Araştırma: Yaşam, düşünülenden 250 milyon yıl önce ortaya çıkmış olabilir
Moleküler araştırmalar, yeryüzündeki ilk hayvan varlığı için 850 milyon yıl öncesi gibi erken bir başlangıca işaret ediyor.
İngiliz Antarktika Araştırma Ekibi
Kutuplardaki deniz canlılarının şaşkınlık veren hayatta kalma teknikleri, dünyadaki en eski hayvanların nasıl olup da en eski fosillerin gösterdiğinden daha erken bir zamanda evrimleşmiş olabileceğini izah etmeye yardımcı olabilir. Bu erken, ilkel ve günümüzde soyu tükenmiş olan hayvanlar, dünyanın en sert, soğuk ve buzlu dönemlerinin bir kısmında hayatta kalmış olabilirler. Araştırmanın ulaştığı bulgular kısa süre önce ‘Global Change Biology’ adlı bilimsel dergide yayınlandı.

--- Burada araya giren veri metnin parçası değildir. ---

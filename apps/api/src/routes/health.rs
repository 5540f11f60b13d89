use axum::{extract::State, Json};
use serde_json::{json, Value};

use crate::state::AppState;

/// GET /health
/// Returns service status and whether research runs live or from fallback.
pub async fn health_handler(State(state): State<AppState>) -> Json<Value> {
    let research_mode = if state.llm.is_configured() {
        "live"
    } else {
        "fallback"
    };

    Json(json!({
        "status": "ok",
        "version": env!("CARGO_PKG_VERSION"),
        "service": "dossier-api",
        "research_mode": research_mode
    }))
}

Elimizdeki fosil kayıtları, yeryüzündeki ilk hayvan varlığını günümüzden yaklaşık 572 ilâ 602 milyon yıl önceye, dünyanın büyük bir buzul çağından çıktığı bir döneme tarihlendiriyor ancak moleküler araştırmalar 850 milyon yıl öncesi gibi daha erken bir başlangıca işaret ediyor. Şayet doğru ise, bu bulgu, hayvanların o zamandan beri görülenden daha büyük olan ve dünyanın büyük kısmının buzla kaplı olduğu (‘kartopu’ ve ‘sulu kartopu’ dünya) birden fazla küresel buzul çağı dönemini atlatmış olması gerektiği anlamına geliyor. Eğer yaşam bu aşırı buzul dönemlerden önce ya da aynı esnada ortaya çıktıysa, Antarktika ve Kuzey Kutbu’ndaki mevcut deniz ekosistemlerininkilerle kıyaslanabilir koşullara maruz kalmış ve benzer bir hayatta kalma stratejisine ihtiyaç duymuş olmalıydı.
Buzul tabakalarının soğuk ve ılık dönemlerdeki genişleme ve daralması, Antarktika’da milyonlarca yıl boyunca binlerce farklı hayvan ve bitki türünün gelişimini destekledi. Aynı unsur, yeryüzündeki hayvan yaşamının evrimi için de geçerli olabilir. Kutup bölgeleri bizlere yaşam açısından en hasmane çevreler gibi görünse bile, Europa gibi buzul uydularda olduğu üzere gezegenimizin ötesinde uzanan evrendeki yaşam ihtimalini ve tarihini incelemek söz konusu olduğunda kusursuz yerlerdir.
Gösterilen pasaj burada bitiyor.